• TASK INSTRUCTIONS:
Hand back all of the records exactly as they read.

*** Opening of GIVEN ENTRIES ***

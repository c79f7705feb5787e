//! JSON-RPC envelopes and the closed set of methods the gateway serves.

use serde::de::DeserializeOwned;
use serde::{Deserialize, Serialize};
use serde_json::Value;

use conflux_core::ports::{GatewayError, RpcError};

/// An inbound JSON-RPC message. Without an `id` it is a notification.
#[derive(Debug, Clone, PartialEq, Serialize, Deserialize)]
pub struct JsonRpcRequest {
    #[serde(default = "jsonrpc_version")]
    pub jsonrpc: String,
    #[serde(default, skip_serializing_if = "Option::is_none")]
    pub id: Option<Value>,
    pub method: String,
    #[serde(default, skip_serializing_if = "Option::is_none")]
    pub params: Option<Value>,
}

fn jsonrpc_version() -> String {
    "2.0".to_string()
}

impl JsonRpcRequest {
    pub fn new(id: impl Into<Value>, method: impl Into<String>, params: Option<Value>) -> Self {
        Self {
            jsonrpc: jsonrpc_version(),
            id: Some(id.into()),
            method: method.into(),
            params,
        }
    }

    pub const fn is_notification(&self) -> bool {
        self.id.is_none()
    }
}

#[derive(Debug, Clone, PartialEq, Serialize, Deserialize)]
pub struct JsonRpcResponse {
    pub jsonrpc: String,
    pub id: Value,
    #[serde(default, skip_serializing_if = "Option::is_none")]
    pub result: Option<Value>,
    #[serde(default, skip_serializing_if = "Option::is_none")]
    pub error: Option<RpcError>,
}

impl JsonRpcResponse {
    pub fn success(id: Value, result: Value) -> Self {
        Self {
            jsonrpc: jsonrpc_version(),
            id,
            result: Some(result),
            error: None,
        }
    }

    pub fn failure(id: Value, error: &GatewayError) -> Self {
        Self::error(id, error.to_rpc_error())
    }

    pub fn error(id: Value, error: RpcError) -> Self {
        Self {
            jsonrpc: jsonrpc_version(),
            id,
            result: None,
            error: Some(error),
        }
    }
}

#[derive(Debug, Clone, Default, PartialEq, Eq, Serialize, Deserialize)]
pub struct ClientInfo {
    pub name: String,
    #[serde(default)]
    pub version: String,
}

#[derive(Debug, Clone, Default, PartialEq, Serialize, Deserialize)]
#[serde(rename_all = "camelCase")]
pub struct InitializeParams {
    #[serde(default)]
    pub protocol_version: Option<String>,
    #[serde(default)]
    pub client_info: Option<ClientInfo>,
    #[serde(default)]
    pub capabilities: Value,
}

#[derive(Debug, Clone, PartialEq, Serialize, Deserialize)]
pub struct CallToolParams {
    pub name: String,
    #[serde(default)]
    pub arguments: Value,
}

#[derive(Debug, Clone, PartialEq, Eq, Serialize, Deserialize)]
pub struct ReadResourceParams {
    pub uri: String,
}

#[derive(Debug, Clone, PartialEq, Serialize, Deserialize)]
pub struct GetPromptParams {
    pub name: String,
    #[serde(default)]
    pub arguments: Value,
}

/// Every method the gateway understands.
#[derive(Debug, Clone, PartialEq)]
pub enum McpRequest {
    Initialize(InitializeParams),
    Ping,
    ToolsList,
    ToolsCall(CallToolParams),
    ResourcesList,
    ResourceTemplatesList,
    ResourcesRead(ReadResourceParams),
    PromptsList,
    PromptsGet(GetPromptParams),
    /// Any `notifications/*` message. Accepted and ignored.
    Notification(String),
}

fn decode_params<T: DeserializeOwned>(method: &str, params: Option<&Value>) -> Result<T, GatewayError> {
    let params = params.cloned().unwrap_or_else(|| Value::Object(serde_json::Map::new()));
    serde_json::from_value(params)
        .map_err(|e| GatewayError::InvalidParams(format!("{method}: {e}")))
}

impl McpRequest {
    /// Decode a method name and its params.
    ///
    /// # Errors
    ///
    /// `MethodNotFound` for anything outside the supported set,
    /// `InvalidParams` when params do not fit the method.
    pub fn parse(method: &str, params: Option<&Value>) -> Result<Self, GatewayError> {
        Ok(match method {
            "initialize" => Self::Initialize(decode_params(method, params)?),
            "ping" => Self::Ping,
            "tools/list" => Self::ToolsList,
            "tools/call" => Self::ToolsCall(decode_params(method, params)?),
            "resources/list" => Self::ResourcesList,
            "resources/templates/list" => Self::ResourceTemplatesList,
            "resources/read" => Self::ResourcesRead(decode_params(method, params)?),
            "prompts/list" => Self::PromptsList,
            "prompts/get" => Self::PromptsGet(decode_params(method, params)?),
            m if m.starts_with("notifications/") => Self::Notification(m.to_string()),
            other => return Err(GatewayError::MethodNotFound(other.to_string())),
        })
    }
}

/// Token from an `Authorization: Bearer <token>` style value.
pub fn bearer_token(value: &str) -> Option<&str> {
    let value = value.trim();
    if value.eq_ignore_ascii_case("bearer") {
        return None;
    }
    let token = match value.split_once(' ') {
        Some((scheme, rest)) if scheme.eq_ignore_ascii_case("bearer") => rest.trim(),
        _ => value,
    };
    (!token.is_empty()).then_some(token)
}

/// Credential for a request: the transport header if present, else
/// `params._meta.token` or `params._meta.authorization`.
pub fn extract_token(header: Option<&str>, params: Option<&Value>) -> Option<String> {
    if let Some(token) = header.and_then(bearer_token) {
        return Some(token.to_string());
    }
    let meta = params?.get("_meta")?;
    ["token", "authorization"]
        .into_iter()
        .filter_map(|key| meta.get(key).and_then(Value::as_str))
        .find_map(bearer_token)
        .map(ToString::to_string)
}

#[cfg(test)]
mod tests {
    use super::*;
    use serde_json::json;

    #[test]
    fn test_parse_known_methods() {
        let call = McpRequest::parse(
            "tools/call",
            Some(&json!({"name": "fetch", "arguments": {"url": "x"}})),
        )
        .unwrap();
        assert_eq!(
            call,
            McpRequest::ToolsCall(CallToolParams {
                name: "fetch".into(),
                arguments: json!({"url": "x"}),
            })
        );
        assert_eq!(McpRequest::parse("tools/list", None).unwrap(), McpRequest::ToolsList);
        assert_eq!(
            McpRequest::parse("notifications/initialized", None).unwrap(),
            McpRequest::Notification("notifications/initialized".into())
        );
        assert!(matches!(
            McpRequest::parse("initialize", None).unwrap(),
            McpRequest::Initialize(InitializeParams { client_info: None, .. })
        ));
    }

    #[test]
    fn test_unknown_method_and_bad_params() {
        assert!(matches!(
            McpRequest::parse("sampling/createMessage", None),
            Err(GatewayError::MethodNotFound(_))
        ));
        assert!(matches!(
            McpRequest::parse("resources/read", Some(&json!({"url": "x"}))),
            Err(GatewayError::InvalidParams(_))
        ));
    }

    #[test]
    fn test_token_from_header_or_meta() {
        assert_eq!(extract_token(Some("Bearer T1"), None).as_deref(), Some("T1"));
        assert_eq!(extract_token(Some("bearer  T1 "), None).as_deref(), Some("T1"));
        let params = json!({"name": "x", "_meta": {"authorization": "Bearer T2"}});
        assert_eq!(extract_token(None, Some(&params)).as_deref(), Some("T2"));
        let params = json!({"_meta": {"token": "T3"}});
        assert_eq!(extract_token(Some("Bearer T1"), Some(&params)).as_deref(), Some("T1"));
        assert_eq!(extract_token(None, Some(&params)).as_deref(), Some("T3"));
        assert_eq!(extract_token(Some("Bearer "), None), None);
    }

    #[test]
    fn test_response_wire_format() {
        let ok = serde_json::to_value(JsonRpcResponse::success(json!(1), json!({}))).unwrap();
        assert_eq!(ok, json!({"jsonrpc": "2.0", "id": 1, "result": {}}));

        let err = JsonRpcResponse::failure(json!("a"), &GatewayError::MethodNotFound("x".into()));
        let err = serde_json::to_value(err).unwrap();
        assert_eq!(err["error"]["code"], -32601);
        assert!(err.get("result").is_none());
    }
}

*** Close of GIVEN ENTRIES ***

• EXERCISE RESPONSE:
repository c79f7705feb5787e
//! JSON-RPC envelopes and the closed set of methods the gateway serves.

use serde::de::DeserializeOwned;
use serde::{Deserialize, Serialize};
use serde_json::Value;

use conflux_core::ports::{GatewayError, RpcError};

/// An inbound JSON-RPC message. Without an `id` it is a notification.
#[derive(Debug, Clone, PartialEq, Serialize, Deserialize)]
pub struct JsonRpcRequest {
    #[serde(default = "jsonrpc_version")]
    pub jsonrpc: String,
    #[serde(default, skip_serializing_if = "Option::is_none")]
    pub id: Option<Value>,
    pub method: String,
    #[serde(default, skip_serializing_if = "Option::is_none")]
    pub params: Option<Value>,
}

fn jsonrpc_version() -> String {
    "2.0".to_string()
}

impl JsonRpcRequest {
    pub fn new(id: impl Into<Value>, method: impl Into<String>, params: Option<Value>) -> Self {
        Self {
            jsonrpc: jsonrpc_version(),
            id: Some(id.into()),
            method: method.into(),
            params,
        }
    }

    pub const fn is_notification(&self) -> bool {
        self.id.is_none()
    }
}

#[derive(Debug, Clone, PartialEq, Serialize, Deserialize)]
pub struct JsonRpcResponse {
    pub jsonrpc: String,
    pub id: Value,
    #[serde(default, skip_serializing_if = "Option::is_none")]
    pub result: Option<Value>,
    #[serde(default, skip_serializing_if = "Option::is_none")]
    pub error: Option<RpcError>,
}

impl JsonRpcResponse {
    pub fn success(id: Value, result: Value) -> Self {
        Self {
            jsonrpc: jsonrpc_version(),
            id,
            result: Some(result),
            error: None,
        }
    }

    pub fn failure(id: Value, error: &GatewayError) -> Self {
        Self::error(id, error.to_rpc_error())
    }

    pub fn error(id: Value, error: RpcError) -> Self {
        Self {
            jsonrpc: jsonrpc_version(),
            id,
            result: None,
            error: Some(error),
        }
    }
}

#[derive(Debug, Clone, Default, PartialEq, Eq, Serialize, Deserialize)]
pub struct ClientInfo {
    pub name: String,
    #[serde(default)]
    pub version: String,
}

#[derive(Debug, Clone, Default, PartialEq, Serialize, Deserialize)]
#[serde(rename_all = "camelCase")]
pub struct InitializeParams {
    #[serde(default)]
    pub protocol_version: Option<String>,
    #[serde(default)]
    pub client_info: Option<ClientInfo>,
    #[serde(default)]
    pub capabilities: Value,
}

#[derive(Debug, Clone, PartialEq, Serialize, Deserialize)]
pub struct CallToolParams {
    pub name: String,
    #[serde(default)]
    pub arguments: Value,
}

#[derive(Debug, Clone, PartialEq, Eq, Serialize, Deserialize)]
pub struct ReadResourceParams {
    pub uri: String,
}

#[derive(Debug, Clone, PartialEq, Serialize, Deserialize)]
pub struct GetPromptParams {
    pub name: String,
    #[serde(default)]
    pub arguments: Value,
}

/// Every method the gateway understands.
#[derive(Debug, Clone, PartialEq)]
pub enum McpRequest {
    Initialize(InitializeParams),
    Ping,
    ToolsList,
    ToolsCall(CallToolParams),
    ResourcesList,
    ResourceTemplatesList,
    ResourcesRead(ReadResourceParams),
    PromptsList,
    PromptsGet(GetPromptParams),
    /// Any `notifications/*` message. Accepted and ignored.
    Notification(String),
}

fn decode_params<T: DeserializeOwned>(method: &str, params: Option<&Value>) -> Result<T, GatewayError> {
    let params = params.cloned().unwrap_or_else(|| Value::Object(serde_json::Map::new()));
    serde_json::from_value(params)
        .map_err(|e| GatewayError::InvalidParams(format!("{method}: {e}")))
}

impl McpRequest {
    /// Decode a method name and its params.
    ///
    /// # Errors
    ///
    /// `MethodNotFound` for anything outside the supported set,
    /// `InvalidParams` when params do not fit the method.
    pub fn parse(method: &str, params: Option<&Value>) -> Result<Self, GatewayError> {
        Ok(match method {
            "initialize" => Self::Initialize(decode_params(method, params)?),
            "ping" => Self::Ping,
            "tools/list" => Self::ToolsList,
            "tools/call" => Self::ToolsCall(decode_params(method, params)?),
            "resources/list" => Self::ResourcesList,
            "resources/templates/list" => Self::ResourceTemplatesList,
            "resources/read" => Self::ResourcesRead(decode_params(method, params)?),
            "prompts/list" => Self::PromptsList,
            "prompts/get" => Self::PromptsGet(decode_params(method, params)?),
            m if m.starts_with("notifications/") => Self::Notification(m.to_string()),
            other => return Err(GatewayError::MethodNotFound(other.to_string())),
        })
    }
}

/// Token from an `Authorization: Bearer <token>` style value.
pub fn bearer_token(value: &str) -> Option<&str> {
    let value = value.trim();
    if value.eq_ignore_ascii_case("bearer") {
        return None;
    }
    let token = match value.split_once(' ') {
        Some((scheme, rest)) if scheme.eq_ignore_ascii_case("bearer") => rest.trim(),
        _ => value,
    };
    (!token.is_empty()).then_some(token)
}

/// Credential for a request: the transport header if present, else
/// `params._meta.token` or `params._meta.authorization`.
pub fn extract_token(header: Option<&str>, params: Option<&Value>) -> Option<String> {
    if let Some(token) = header.and_then(bearer_token) {
        return Some(token.to_string());
    }
    let meta = params?.get("_meta")?;
    ["token", "authorization"]
        .into_iter()
        .filter_map(|key| meta.get(key).and_then(Value::as_str))
        .find_map(bearer_token)
        .map(ToString::to_string)
}

#[cfg(test)]
mod tests {
    use super::*;
    use serde_json::json;

    #[test]
    fn test_parse_known_methods() {
        let call = McpRequest::parse(
            "tools/call",
            Some(&json!({"name": "fetch", "arguments": {"url": "x"}})),
        )
        .unwrap();
        assert_eq!(
            call,
            McpRequest::ToolsCall(CallToolParams {
                name: "fetch".into(),
                arguments: json!({"url": "x"}),
            })
        );
        assert_eq!(McpRequest::parse("tools/list", None).unwrap(), McpRequest::ToolsList);
        assert_eq!(
            McpRequest::parse("notifications/initialized", None).unwrap(),
            McpRequest::Notification("notifications/initialized".into())
        );
        assert!(matches!(
            McpRequest::parse("initialize", None).unwrap(),
            McpRequest::Initialize(InitializeParams { client_info: None, .. })
        ));
    }

    #[test]
    fn test_unknown_method_and_bad_params() {
        assert!(matches!(
            McpRequest::parse("sampling/createMessage", None),
            Err(GatewayError::MethodNotFound(_))
        ));
        assert!(matches!(
            McpRequest::parse("resources/read", Some(&json!({"url": "x"}))),
            Err(GatewayError::InvalidParams(_))
        ));
    }

    #[test]
    fn test_token_from_header_or_meta() {
        assert_eq!(extract_token(Some("Bearer T1"), None).as_deref(), Some("T1"));
        assert_eq!(extract_token(Some("bearer  T1 "), None).as_deref(), Some("T1"));
        let params = json!({"name": "x", "_meta": {"authorization": "Bearer T2"}});
        assert_eq!(extract_token(None, Some(&params)).as_deref(), Some("T2"));
        let params = json!({"_meta": {"token": "T3"}});
        assert_eq!(extract_token(Some("Bearer T1"), Some(&params)).as_deref(), Some("T1"));
        assert_eq!(extract_token(None, Some(&params)).as_deref(), Some("T3"));
        assert_eq!(extract_token(Some("Bearer "), None), None);
    }

    #[test]
    fn test_response_wire_format() {
        let ok = serde_json::to_value(JsonRpcResponse::success(json!(1), json!({}))).unwrap();
        assert_eq!(ok, json!({"jsonrpc": "2.0", "id": 1, "result": {}}));

        let err = JsonRpcResponse::failure(json!("a"), &GatewayError::MethodNotFound("x".into()));
        let err = serde_json::to_value(err).unwrap();
        assert_eq!(err["error"]["code"], -32601);
        assert!(err.get("result").is_none());
    }
}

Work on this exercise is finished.